Building a Relapse-Resistant Life
Recovery isn’t just about not drinking. It’s about restructuring your daily life so the triggers that drove you to drink are either removed or managed. One widely used framework is the HALT model, which identifies four states that leave people especially vulnerable to relapse: being Hungry, Angry, Lonely, or Tired. It sounds almost too simple, but these basic physical and emotional states are behind a surprising number of relapses.
“Hungry” goes beyond skipping meals. It includes neglecting nutrition in general, which is common in early recovery when your appetite and eating patterns are still resetting. “Angry” means learning to recognize what’s making you angry and finding ways to express it that don’t involve numbing it. “Lonely” is a reminder that isolation is one of the strongest relapse triggers, and that staying connected to safe people, whether through support groups, friends, or structured social activities, is protective. “Tired” is literal: sleep deprivation erodes the self-control and emotional regulation you need most in recovery.
The practical application is straightforward. When you feel a craving building or notice yourself becoming stressed, you pause and ask which of those four needs is unmet, then address it directly before the impulse to drink escalates.
How the Brain Recovers Over Time
One of the most encouraging aspects of recovery is that the brain does heal. Studies show measurable improvements in brain structure, cognitive function, and emotional regulation with sustained abstinence. The timeline varies by individual and by how long and how heavily someone drank, but many people notice clearer thinking, better memory, and improved mood within the first several months. Some changes continue improving for years.
The reward system, which heavy drinking essentially hijacks, gradually recalibrates. Activities that felt flat or joyless in early sobriety start to feel pleasurable again as the brain’s natural reward chemistry rebalances. This is one of the hardest parts of early recovery to push through, because the temporary inability to feel pleasure from normal activities can feel permanent. It isn’t.

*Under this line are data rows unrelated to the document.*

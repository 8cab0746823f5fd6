use std::path::Path;

use serde::{Deserialize, Serialize};

use crate::error::{Result, TrellisError};

/// Top-level Trellis configuration.
#[derive(Debug, Clone, Default, Serialize, Deserialize)]
pub struct AppConfig {
    #[serde(default)]
    pub engine: EngineConfig,
    #[serde(default)]
    pub model: ModelConfig,
    #[serde(default)]
    pub retry: RetryConfig,
    #[serde(default)]
    pub queue: QueueConfig,
    #[serde(default)]
    pub store: StoreConfig,
    #[serde(default)]
    pub gateway: Option<GatewayConfig>,
}

/// Worker pool and handler budgets.
#[derive(Debug, Clone, Serialize, Deserialize)]
pub struct EngineConfig {
    /// Number of worker tasks consuming the job queue.
    #[serde(default = "default_workers")]
    pub workers: usize,
    /// Wall-clock budget per node execution.
    #[serde(default = "default_node_timeout")]
    pub node_timeout_secs: u64,
    /// Maximum LLM <-> tool round trips per agent node.
    #[serde(default = "default_max_tool_rounds")]
    pub max_tool_rounds: usize,
    /// Broadcast channel capacity for the event bus.
    #[serde(default = "default_event_capacity")]
    pub event_capacity: usize,
    /// Maximum nodes in an LLM-generated virtual workflow.
    #[serde(default = "default_max_virtual_nodes")]
    pub max_virtual_nodes: usize,
    /// Step budget when walking a virtual workflow.
    #[serde(default = "default_max_virtual_steps")]
    pub max_virtual_steps: usize,
}

impl Default for EngineConfig {
    fn default() -> Self {
        Self {
            workers: default_workers(),
            node_timeout_secs: default_node_timeout(),
            max_tool_rounds: default_max_tool_rounds(),
            event_capacity: default_event_capacity(),
            max_virtual_nodes: default_max_virtual_nodes(),
            max_virtual_steps: default_max_virtual_steps(),
        }
    }
}

fn default_workers() -> usize {
    4
}

fn default_node_timeout() -> u64 {
    300
}

fn default_max_tool_rounds() -> usize {
    8
}

fn default_event_capacity() -> usize {
    256
}

fn default_max_virtual_nodes() -> usize {
    20
}

fn default_max_virtual_steps() -> usize {
    50
}

/// LLM endpoint configuration (OpenAI-compatible).
#[derive(Debug, Clone, Serialize, Deserialize)]
pub struct ModelConfig {
    /// Base URL of the chat-completions API.
    #[serde(default = "default_base_url")]
    pub base_url: String,
    /// API key; usually `${ENV_VAR}` in the config file.
    #[serde(default)]
    pub api_key: Option<String>,
    /// Model used when a node does not name one.
    #[serde(default = "default_model")]
    pub default_model: String,
    #[serde(default = "default_max_tokens")]
    pub max_tokens: u32,
    #[serde(default)]
    pub temperature: Option<f32>,
    /// Per-request HTTP timeout.
    #[serde(default = "default_request_timeout")]
    pub request_timeout_secs: u64,
}

impl Default for ModelConfig {
    fn default() -> Self {
        Self {
            base_url: default_base_url(),
            api_key: None,
            default_model: default_model(),
            max_tokens: default_max_tokens(),
            temperature: None,
            request_timeout_secs: default_request_timeout(),
        }
    }
}

fn default_base_url() -> String {
    "https://api.openai.com/v1".to_string()
}

fn default_model() -> String {
    "gpt-4o-mini".to_string()
}

fn default_max_tokens() -> u32 {
    4096
}

fn default_request_timeout() -> u64 {
    30
}

/// Retry policy for transient LLM/tool failures.
#[derive(Debug, Clone, Serialize, Deserialize)]
pub struct RetryConfig {
    #[serde(default = "default_max_retries")]
    pub max_retries: u32,
    #[serde(default = "default_initial_backoff")]
    pub initial_backoff_ms: u64,
    #[serde(default = "default_max_backoff")]
    pub max_backoff_ms: u64,
}

impl Default for RetryConfig {
    fn default() -> Self {
        Self {
            max_retries: default_max_retries(),
            initial_backoff_ms: default_initial_backoff(),
            max_backoff_ms: default_max_backoff(),
        }
    }
}

fn default_max_retries() -> u32 {
    3
}

fn default_initial_backoff() -> u64 {
    500
}

fn default_max_backoff() -> u64 {
    10_000
}

/// In-process queue behavior.
#[derive(Debug, Clone, Serialize, Deserialize)]
pub struct QueueConfig {
    /// Seconds before an unacknowledged job is redelivered.
    #[serde(default = "default_visibility_timeout")]
    pub visibility_timeout_secs: u64,
}

impl Default for QueueConfig {
    fn default() -> Self {
        Self {
            visibility_timeout_secs: default_visibility_timeout(),
        }
    }
}

fn default_visibility_timeout() -> u64 {
    60
}

/// Persistence location.
#[derive(Debug, Clone, Serialize, Deserialize)]
pub struct StoreConfig {
    #[serde(default = "default_store_path")]
    pub path: String,
}

impl Default for StoreConfig {
    fn default() -> Self {
        Self {
            path: default_store_path(),
        }
    }
}

fn default_store_path() -> String {
    "data/trellis.db".to_string()
}

/// HTTP/WebSocket gateway configuration.
#[derive(Debug, Clone, Serialize, Deserialize)]
pub struct GatewayConfig {
    #[serde(default = "default_bind")]
    pub bind: String,
    /// Master token; grants access to every workflow.
    #[serde(default)]
    pub token: Option<String>,
    /// Per-subject API keys; the subject must own the workflow it touches.
    #[serde(default)]
    pub api_keys: Vec<ApiKeyConfig>,
}

impl Default for GatewayConfig {
    fn default() -> Self {
        Self {
            bind: default_bind(),
            token: None,
            api_keys: Vec::new(),
        }
    }
}

fn default_bind() -> String {
    "127.0.0.1:8080".to_string()
}

#[derive(Debug, Clone, Serialize, Deserialize)]
pub struct ApiKeyConfig {
    /// Subject this key authenticates as (matched against workflow owner).
    pub name: String,
    pub key: String,
}

impl AppConfig {
    /// Load config from a TOML file, with env var expansion.
    pub fn load(path: &Path) -> Result<Self> {
        let content = std::fs::read_to_string(path)
            .map_err(|_| TrellisError::ConfigNotFound(path.display().to_string()))?;

        // Expand ${ENV_VAR} references
        let expanded = expand_env_vars(&content);

        toml::from_str(&expanded).map_err(|e| TrellisError::Config(e.to_string()))
    }
}

/// Expand `${ENV_VAR}` patterns in a string.
fn expand_env_vars(input: &str) -> String {
    let mut result = String::with_capacity(input.len());
    let mut chars = input.chars().peekable();

    while let Some(c) = chars.next() {
        if c == '$' && chars.peek() == Some(&'{') {
            chars.next(); // consume '{'
            let mut var_name = String::new();
            for c in chars.by_ref() {
                if c == '}' {
                    break;
                }
                var_name.push(c);
            }
            match std::env::var(&var_name) {
                Ok(val) => result.push_str(&val),
                Err(_) => {
                    // Keep original if env var not set
                    result.push_str(&format!("${{{}}}", var_name));
                }
            }
        } else {
            result.push(c);
        }
    }
    result
}

#[cfg(test)]
mod tests {
    use super::*;

    #[test]
    fn test_expand_env_vars() {
        std::env::set_var("TEST_TRELLIS_VAR", "value123");
        let result = expand_env_vars("key = \"${TEST_TRELLIS_VAR}\"");
        assert_eq!(result, "key = \"value123\"");
        std::env::remove_var("TEST_TRELLIS_VAR");
    }

    #[test]
    fn test_expand_env_vars_missing() {
        let result = expand_env_vars("key = \"${NONEXISTENT_TRELLIS_VAR}\"");
        assert_eq!(result, "key = \"${NONEXISTENT_TRELLIS_VAR}\"");
    }

    #[test]
    fn test_engine_defaults_from_minimal_toml() {
        let config: AppConfig = toml::from_str("").expect("parse empty config");
        assert_eq!(config.engine.workers, 4);
        assert_eq!(config.engine.node_timeout_secs, 300);
        assert_eq!(config.engine.max_tool_rounds, 8);
        assert_eq!(config.engine.max_virtual_nodes, 20);
        assert_eq!(config.retry.max_retries, 3);
        assert_eq!(config.model.request_timeout_secs, 30);
        assert_eq!(config.queue.visibility_timeout_secs, 60);
        assert!(config.gateway.is_none());
    }

    #[test]
    fn test_custom_sections() {
        let toml_str = r#"
[engine]
workers = 8
node_timeout_secs = 60

[model]
base_url = "http://localhost:11434/v1"
default_model = "llama3.2"

[gateway]
bind = "0.0.0.0:9000"
token = "secret"
"#;
        let config: AppConfig = toml::from_str(toml_str).expect("parse");
        assert_eq!(config.engine.workers, 8);
        assert_eq!(config.engine.node_timeout_secs, 60);
        assert_eq!(config.model.default_model, "llama3.2");
        let gw = config.gateway.expect("gateway present");
        assert_eq!(gw.bind, "0.0.0.0:9000");
        assert_eq!(gw.token.as_deref(), Some("secret"));
    }
}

Psychedelic-Assisted Therapy: Early but Promising
A 2022 clinical trial published in JAMA Psychiatry tested psilocybin (the active compound in certain mushrooms) combined with psychotherapy for AUD. Over a 32-week observation period, participants who received psilocybin had only 41% of the heavy drinking days seen in the placebo group. The study also found improvements across multiple secondary measures, including abstinence rates and reductions in overall drinking risk levels. This treatment is not yet approved or widely available, but it represents a genuinely new approach: using a controlled psychedelic experience within a therapeutic setting to shift deeply rooted patterns around alcohol.